There are 3 main indicators used in this trading setup, and each of these indicators has been explained below in detail.
Squeeze Momentum Indicator
The squeeze momentum indicator is a volatility-based indicator that is used to identify when the market is flat and when the market is in a particular trend. For any time frame, over 80% of all price movements are just consolidations of a trend, and only 20% of movements are actually price movements in a particular direction. In this screener, we shall be using this volatility indicator to spot when assets are moving in a certain direction, and then pick those assets to implement trading strategies on.
The EMA is simply the exponential moving average of the stock’s closing price over a given number of trading sessions. It works in a very similar way to the SMA (Simple Moving Average), except it gives more priority to more recent data as this is considered to be more relevant than old data. The parameter that you have to enter for the EMA is the time period. Usually, traders only go long when the current price is above the EMA, and short when prices go below the EMA.
Average Directional Index
The ADX indicator is often called the ultimate trend indicator, as it helps traders to identify when prices are flowing strongly in one direction. It does this by using a moving average of a given number of bars and therefore helps to reduce the risk associated with trend-based strategies such as scalping. It is a line and gives a value between 0 and 100. The ADX gives the strength of a given trend irrespective of whether the trend is a bullish or bearish one. The higher this value, the stronger the trend.

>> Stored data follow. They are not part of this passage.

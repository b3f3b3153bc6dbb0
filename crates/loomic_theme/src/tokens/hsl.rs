//! HSL color triples
//!
//! Every palette entry and every derived token is an [`Hsl`] value. The wire
//! form is the bare CSS-variable body `"<h> <s>% <l>%"` (for example
//! `"200 100% 55%"`), which stylesheets wrap as `hsl(var(--clr-primary))`.

use std::fmt;
use std::str::FromStr;

use serde::de::{self, Deserializer};
use serde::{Deserialize, Serialize, Serializer};

use crate::error::{Result, ThemeError};

/// Hue/saturation/lightness triple.
///
/// Hue is in degrees, saturation and lightness in percent. Components are
/// `f64` so formatted output matches palette literals such as `222.2` or
/// `4.9` exactly.
#[derive(Clone, Copy, Debug, Default, PartialEq)]
pub struct Hsl {
    pub h: f64,
    pub s: f64,
    pub l: f64,
}

impl Hsl {
    pub const fn new(h: f64, s: f64, l: f64) -> Self {
        Self { h, s, l }
    }

    /// Same hue and saturation, different lightness
    pub fn with_lightness(self, l: f64) -> Self {
        Self { l, ..self }
    }

    /// Shift lightness by `delta` percentage points (may leave the nominal range)
    pub fn shift_lightness(self, delta: f64) -> Self {
        self.with_lightness(self.l + delta)
    }

    /// Clamp saturation and lightness into `[0, 100]`
    pub fn clamped(self) -> Self {
        Self {
            h: self.h,
            s: self.s.clamp(0.0, 100.0),
            l: self.l.clamp(0.0, 100.0),
        }
    }

    /// Hue in `[0, 360)`, saturation and lightness in `[0, 100]`
    pub fn is_valid(&self) -> bool {
        self.range_error().is_none()
    }

    /// Describe the first out-of-range component, if any
    pub(crate) fn range_error(&self) -> Option<String> {
        if !(0.0..360.0).contains(&self.h) {
            return Some(format!("hue {} not in [0, 360)", self.h));
        }
        if !(0.0..=100.0).contains(&self.s) {
            return Some(format!("saturation {} not in [0, 100]", self.s));
        }
        if !(0.0..=100.0).contains(&self.l) {
            return Some(format!("lightness {} not in [0, 100]", self.l));
        }
        None
    }

    /// CSS color function form, e.g. `hsl(200 100% 55%)`
    pub fn to_css(&self) -> String {
        format!("hsl({self})")
    }

    /// Parse the `"<h> <s>% <l>%"` form. The `%` signs are optional.
    pub fn parse(text: &str) -> Result<Self> {
        let invalid = || ThemeError::InvalidHsl(text.to_string());

        let mut parts = text.split_whitespace();
        let (Some(h), Some(s), Some(l), None) =
            (parts.next(), parts.next(), parts.next(), parts.next())
        else {
            return Err(invalid());
        };

        let number = |part: &str| -> Result<f64> {
            let value: f64 = part
                .strip_suffix('%')
                .unwrap_or(part)
                .parse()
                .map_err(|_| invalid())?;
            if value.is_finite() {
                Ok(value)
            } else {
                Err(invalid())
            }
        };

        if h.ends_with('%') {
            return Err(invalid());
        }

        Ok(Self::new(number(h)?, number(s)?, number(l)?))
    }
}

impl fmt::Display for Hsl {
    fn fmt(&self, f: &mut fmt::Formatter<'_>) -> fmt::Result {
        write!(f, "{} {}% {}%", self.h, self.s, self.l)
    }
}

impl FromStr for Hsl {
    type Err = ThemeError;

    fn from_str(s: &str) -> Result<Self> {
        Self::parse(s)
    }
}

impl Serialize for Hsl {
    fn serialize<S: Serializer>(&self, serializer: S) -> std::result::Result<S::Ok, S::Error> {
        serializer.collect_str(self)
    }
}

impl<'de> Deserialize<'de> for Hsl {
    fn deserialize<D: Deserializer<'de>>(deserializer: D) -> std::result::Result<Self, D::Error> {
        let text = String::deserialize(deserializer)?;
        Self::parse(&text).map_err(de::Error::custom)
    }
}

For this particular trading setup, a 200EMA was used with default settings on the Squeeze Momentum indicator and the ADX. No trades were made unless the ADX was above 20.
A long was initiated whenever the current price was above the 200EMA and there was a white star under a green bar in the Squeeze Momentum Indicator.

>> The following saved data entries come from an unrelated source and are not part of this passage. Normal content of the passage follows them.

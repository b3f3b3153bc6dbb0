//! Token derivation
//!
//! Turns a palette ([`ColorSet`]) and a [`ColorScheme`] into the full
//! [`DerivedTokenSet`]. This is the only place the offset rules live; every
//! surface that needs tokens (owner, followers, CLI) calls into it.
//!
//! Per brand hue `(h, s, l)`:
//! - hover: `l + 10` in dark mode, `l - 10` in light mode
//! - subtle: `15` in dark mode, `97` in light mode, regardless of `l`
//!
//! Surface tones are offsets from the background lightness:
//! card/surface/surface-hover at `+3/+5/+7` (dark) or `-2/-4/-6` (light).
//!
//! Hue and saturation are always carried through unchanged.

use crate::theme::{ColorScheme, ColorSet};
use crate::tokens::{BrandTokens, DerivedTokenSet, Hsl};

/// Hover lightness shift in percentage points
pub const HOVER_DELTA: f64 = 10.0;
/// Subtle lightness in dark mode
pub const SUBTLE_LIGHTNESS_DARK: f64 = 15.0;
/// Subtle lightness in light mode
pub const SUBTLE_LIGHTNESS_LIGHT: f64 = 97.0;
/// Card/surface/surface-hover offsets from background lightness in dark mode
pub const SURFACE_OFFSETS_DARK: [f64; 3] = [3.0, 5.0, 7.0];
/// Card/surface/surface-hover offsets from background lightness in light mode
pub const SURFACE_OFFSETS_LIGHT: [f64; 3] = [-2.0, -4.0, -6.0];

/// What to do with derived lightness that leaves `[0, 100]`
#[derive(Clone, Copy, Debug, Default, PartialEq, Eq, Hash)]
pub enum LightnessPolicy {
    /// Clamp derived lightness into `[0, 100]`
    #[default]
    Clamp,
    /// Keep the raw arithmetic, e.g. `l = 95` in dark mode hovers at `105`
    Legacy,
}

impl LightnessPolicy {
    fn apply(self, hsl: Hsl) -> Hsl {
        match self {
            LightnessPolicy::Clamp => hsl.with_lightness(hsl.l.clamp(0.0, 100.0)),
            LightnessPolicy::Legacy => hsl,
        }
    }
}

/// Derive the token set with the default (clamping) policy
pub fn derive(colors: &ColorSet, scheme: ColorScheme) -> DerivedTokenSet {
    derive_with(colors, scheme, LightnessPolicy::default())
}

/// Derive the token set with an explicit lightness policy
pub fn derive_with(colors: &ColorSet, scheme: ColorScheme, policy: LightnessPolicy) -> DerivedTokenSet {
    let [card, surface, surface_hover] = surface_offsets(scheme)
        .map(|offset| policy.apply(colors.background.shift_lightness(offset)));

    DerivedTokenSet {
        scheme,
        background: colors.background,
        foreground: colors.foreground,
        primary: brand(colors.primary, scheme, policy),
        secondary: brand(colors.secondary, scheme, policy),
        accent: brand(colors.accent, scheme, policy),
        card,
        surface,
        surface_hover,
    }
}

/// Hover and subtle variants for one brand hue
pub fn brand(base: Hsl, scheme: ColorScheme, policy: LightnessPolicy) -> BrandTokens {
    let hover_delta = match scheme {
        ColorScheme::Dark => HOVER_DELTA,
        ColorScheme::Light => -HOVER_DELTA,
    };

    BrandTokens {
        base,
        hover: policy.apply(base.shift_lightness(hover_delta)),
        subtle: base.with_lightness(subtle_lightness(scheme)),
    }
}

pub fn subtle_lightness(scheme: ColorScheme) -> f64 {
    match scheme {
        ColorScheme::Dark => SUBTLE_LIGHTNESS_DARK,
        ColorScheme::Light => SUBTLE_LIGHTNESS_LIGHT,
    }
}

fn surface_offsets(scheme: ColorScheme) -> [f64; 3] {
    match scheme {
        ColorScheme::Dark => SURFACE_OFFSETS_DARK,
        ColorScheme::Light => SURFACE_OFFSETS_LIGHT,
    }
}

A short was initiated whenever the current price was below the 200EMA and there was a white star under a red bar in the Squeeze Momentum Indicator.
The risk-reward ratio was fixed at 1:2.
Results and Adjustments
After a 15-minute trading session over the course of 6 months worth of past data, the overall results were:
Profitability: 962.75% net profit
Number of Trades: 103
% of trades profitable: 72.82%
Profit factor: 2.357
Some additional indicators and settings that could be added in order to increase the win rate and reduce the risk employed are:
- Different levels of leverage could be employed to boost the profitability and/or the win-rate associated with the strategy.

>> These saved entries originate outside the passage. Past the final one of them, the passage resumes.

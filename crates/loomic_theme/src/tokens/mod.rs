//! Design tokens for theming
//!
//! - [`Hsl`]: the triple every palette entry and derived token is made of
//! - [`ColorToken`]: names written into style scopes
//! - [`DerivedTokenSet`]: the computed tokens for one (theme, scheme) pair

mod color;
mod hsl;

pub use color::*;
pub use hsl::*;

- The take-profit and stop-loss levels could be tweaked to further affect the percentages of trades that were profitable.
- Multiple take-profits or stop-losses could be added to change the profitability or the win rate.
There are several highly profitable trading strategies that you can use in order to trade the markets and profit, but there are few that are as highly effective as the one discussed above. By implementing it even in its current form, you can make significant profits. You can also tweak the settings and alter the parameters on your own, resulting in a higher win rate and/or profitability.